It might seem counterintuitive, but as the world finds itself in the midst of a coronavirus pandemic, books about fictional pandemics, plagues and other diseases have suddenly risen in popularity.
“The Plague” by Albert Camus saw a huge increase in sales across Europe, according to The Guardian.
- 226 copies of the novel were sold in the United Kingdom in February 2019
- 371 copies were sold in February 2020
- But in the first three weeks of March 2020, the book had already sold 2,156 copies.
Not only books, but movies about global pandemics have seen a new surge of popularity, such as the 2011 film “Contagion,” the Deseret News reported last month.
For some people, these stories help to put current events “in perspective” and to “explore the anxieties and fears” they may be experiencing, Dr. Kyle Bishop, a professor of English at Southern Utah University, told the Deseret News.
If diving into a story about a fictional pandemic while in the middle of an actual one is what you need to keep your anxiety in check — or if you’re just curious — here’s a list of eight books that explore pandemics and their aftermath in a variety of different ways.
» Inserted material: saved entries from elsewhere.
#[derive(Clone, Copy, Debug, Default, PartialEq, Eq)]
pub enum BlendMode {
    #[default]
    Disabled,
    /// Standard transparency, draw after opaque geometry
    Alpha,
    Additive,
}

/// Every piece of state a graphics pipeline for dynamic rendering is built from.
/// Viewport and scissor are always dynamic.
pub struct GraphicsPipelineDesc {
    pub stages: Vec<ShaderStageDesc>,
    pub topology: vk::PrimitiveTopology,
    pub polygon_mode: vk::PolygonMode,
    pub cull_mode: vk::CullModeFlags,
    pub front_face: vk::FrontFace,
    pub blending: BlendMode,
    pub color_attachment_format: vk::Format,
    pub depth_attachment_format: vk::Format,
    /// `None` disables depth testing and writes
    pub depth_test: Option<vk::CompareOp>,
    pub layout: vk::PipelineLayout,
}

impl Default for GraphicsPipelineDesc {
    fn default() -> Self {
        Self {
            stages: Vec::new(),
            topology: vk::PrimitiveTopology::TRIANGLE_LIST,
            polygon_mode: vk::PolygonMode::FILL,
            cull_mode: vk::CullModeFlags::NONE,
            front_face: vk::FrontFace::CLOCKWISE,
            blending: BlendMode::Disabled,
            color_attachment_format: vk::Format::UNDEFINED,
            depth_attachment_format: vk::Format::UNDEFINED,
            depth_test: None,
            layout: vk::PipelineLayout::null(),
        }
    }
}

impl GraphicsPipelineDesc {
    /// Rejects combinations the driver would refuse or that cannot draw anything
    pub fn validate(&self) -> Result<()> {
        if self.layout == vk::PipelineLayout::null() {
            return Err(eyre!("Graphics pipeline has no layout"));
        }
        if !self.stages.iter().any(|s| s.stage == vk::ShaderStageFlags::VERTEX) {
            return Err(eyre!("Graphics pipeline has no vertex stage"));
        }
        for (i, stage) in self.stages.iter().enumerate() {
            if stage.module == vk::ShaderModule::null() {
                return Err(eyre!("Shader stage {:?} has no module", stage.stage));
            }
            if stage.entry_point.as_bytes().is_empty() {
                return Err(eyre!("Shader stage {:?} has no entry point", stage.stage));
            }
            if self.stages[..i].iter().any(|other| other.stage == stage.stage) {
                return Err(eyre!("Shader stage {:?} given more than once", stage.stage));
            }
        }
        if self.color_attachment_format == vk::Format::UNDEFINED {
            return Err(eyre!("Graphics pipeline has no color attachment format"));
        }
        if self.depth_test.is_some() && self.depth_attachment_format == vk::Format::UNDEFINED {
            return Err(eyre!("Depth testing needs a depth attachment format"));
        }
        Ok(())
    }

    pub fn build(&self, device: Arc<ash::Device>) -> Result<Pipeline> {
        self.validate()?;

        let shader_stages = self.stages
            .iter()
            .map(|stage| {
                vk::PipelineShaderStageCreateInfo::default()
                    .stage(stage.stage)
                    .module(stage.module)
                    .name(&stage.entry_point)
            })
            .collect::<Vec<_>>();

        let vertex_input = vk::PipelineVertexInputStateCreateInfo::default();
        let input_assembly = vk::PipelineInputAssemblyStateCreateInfo::default()
            .topology(self.topology)
            .primitive_restart_enable(false);
        let viewport_state = vk::PipelineViewportStateCreateInfo::default()
            .viewport_count(1)
            .scissor_count(1);
        let rasterization = vk::PipelineRasterizationStateCreateInfo::default()
            .depth_clamp_enable(false)
            .rasterizer_discard_enable(false)
            .polygon_mode(self.polygon_mode)
            .line_width(1.0)
            .cull_mode(self.cull_mode)
            .front_face(self.front_face)
            .depth_bias_enable(false);
        let multisample = vk::PipelineMultisampleStateCreateInfo::default()
            .sample_shading_enable(false)
            .rasterization_samples(vk::SampleCountFlags::TYPE_1)
            .min_sample_shading(1.0)
            .alpha_to_coverage_enable(false)
            .alpha_to_one_enable(false);
        let depth_stencil = match self.depth_test {
            Some(compare) => vk::PipelineDepthStencilStateCreateInfo::default()
                .depth_test_enable(true)
                .depth_write_enable(true)
                .depth_compare_op(compare),
            None => vk::PipelineDepthStencilStateCreateInfo::default()
                .depth_test_enable(false)
                .depth_write_enable(false)
                .depth_compare_op(vk::CompareOp::ALWAYS),
        }
        .min_depth_bounds(0.0)
        .max_depth_bounds(1.0);

        let color_blend_attachments = [color_blend_attachment(self.blending)];
        let color_blend = vk::PipelineColorBlendStateCreateInfo::default()
            .logic_op_enable(false)
            .logic_op(vk::LogicOp::COPY)
            .attachments(&color_blend_attachments);

        let dynamic_states = [vk::DynamicState::VIEWPORT, vk::DynamicState::SCISSOR];
        let dynamic_info = vk::PipelineDynamicStateCreateInfo::default()
            .dynamic_states(&dynamic_states);

        let color_formats = [self.color_attachment_format];
        let mut rendering_info = vk::PipelineRenderingCreateInfo::default()
            .color_attachment_formats(&color_formats)
            .depth_attachment_format(self.depth_attachment_format);

        let pipeline_info = vk::GraphicsPipelineCreateInfo::default()
            .push_next(&mut rendering_info)
            .stages(&shader_stages)
            .layout(self.layout)
            .vertex_input_state(&vertex_input)
            .input_assembly_state(&input_assembly)
            .viewport_state(&viewport_state)
            .rasterization_state(&rasterization)
            .multisample_state(&multisample)
            .color_blend_state(&color_blend)
            .depth_stencil_state(&depth_stencil)
            .dynamic_state(&dynamic_info);

        let pipelines = unsafe {
            device
                .create_graphics_pipelines(vk::PipelineCache::null(), &[pipeline_info], None)
                .map_err(|(_, err)| eyre!("Failed to create graphics pipeline: {}", err))?
        };
        let pipeline = pipelines
            .into_iter()
            .next()
            .ok_or_else(|| eyre!("Driver returned no graphics pipeline"))?;

        Ok(Pipeline {
            pipeline,
            layout: self.layout,
            bind_point: vk::PipelineBindPoint::GRAPHICS,
            device,
        })
    }
}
‘The Last Man’ by Mary Shelley
Mary Shelley is best known as the author of “Frankenstein,” but she also wrote the first major post-apocalyptic novel. “The Last Man” was written in 1826 but is set in the 21st century, where a global pandemic ends up killing everyone on Earth — except for Lionel Verney, who becomes the world’s only survivor. Shelley was 28 years old and grieving the death of her husband, Percy Bysshe Shelley, when she wrote “The Last Man.” Writing the novel “was her attempt to reconcile herself to the tragedies of life without losing hope in humanity itself,” Eileen Hunt Botting, a professor political science at Notre Dame, wrote for The New York Times.
‘The Plague’ by Albert Camus
“The Plague” has been written about everywhere from The New York Times to NPR to The Wall Street Journal since the coronavirus pandemic began. The novel follows the efforts of a doctor to contain the spread of a plague in the North African town of Oran. Although it is sometimes considered to be an allegory of the Nazi occupation of France, it is also a story about how humans react in the face of adversity and tragedy.
‘Station Eleven’ by Emily St. John Mandel
A famous actor dies onstage in the middle of performing “King Lear” on the same night that a deadly disease called the “Georgia Flu” begins to spread around the world. The pandemic causes the end of civilization as we know it, and the novel moves back and forth in time to “before” and “after” to explore its effect on the characters. The story centers on a traveling theater troupe that performs works of Shakespeare in some of the few villages that are left and struggles to keep art alive when civilization is gone. “Station Eleven” is also being developed as a miniseries for HBO Max.
‘The Stand’ by Stephen King
A patient escapes from a testing facility and carries with him a mutated strain of super-flu that ends up killing 99% of the world’s population. The people that are left must decide who will become their new leader — an 108-year-old woman named Mother Abigail who encourages peace, or the violent “Dark Man” Randall Flagg. Published in 1978, “The Stand” has been on Amazon’s top 20 most read book list for the last five weeks and is also in the process of being made into a miniseries for CBS All Access.
Cinder’ by Marissa Meyer
The first of the “Lunar Chronicles” series, “Cinder” is a retelling of “Cinderella” set in the futuristic New Beijing where a deadly plague has been spreading. Cinder is a cyborg who is blamed when one of her stepsisters catches the disease and is forced into quarantine. She meets the handsome prince and attends the ball, but also finds out that she might hold the key to saving both her city and the world.
‘Blindness’ by Jose Saramajo
This novel tells the story of a different kind of epidemic — an epidemic that causes the inhabitants of an entire city to go blind. Author Jose Saramago, who won the Nobel Prize in literature shortly after writing “Blindness,” “describes disaster’s potential to bring out both the best and worst of people,” according to NPR.
‘The End of October’ by Lawrence Wright
This novel about a viral pandemic is being released at the end of April, which has caused it to be called “prescient” and “eerily timed” by reviewers. “The End of October” follows a doctor who is investigating a mysterious virus that is spreading around the world. However, author Lawrence Wright wrote for The New York Times that “what may seem like prophecy” in the novel “is actually the fruit of research.” Wright spoke to a variety of health experts as he prepared to write the novel in order to gain as much realism in the story as he could.
‘The Great Influenza’ by John Barry
“The Great Influenza” has spent the last four weeks on Amazon’s “most sold” book list, for understandable reasons. This nonfiction book goes into the history of the 1918 influenza and “provides us with a precise and sobering model as we confront the epidemics looming on our own horizon,” according to the summary on Amazon.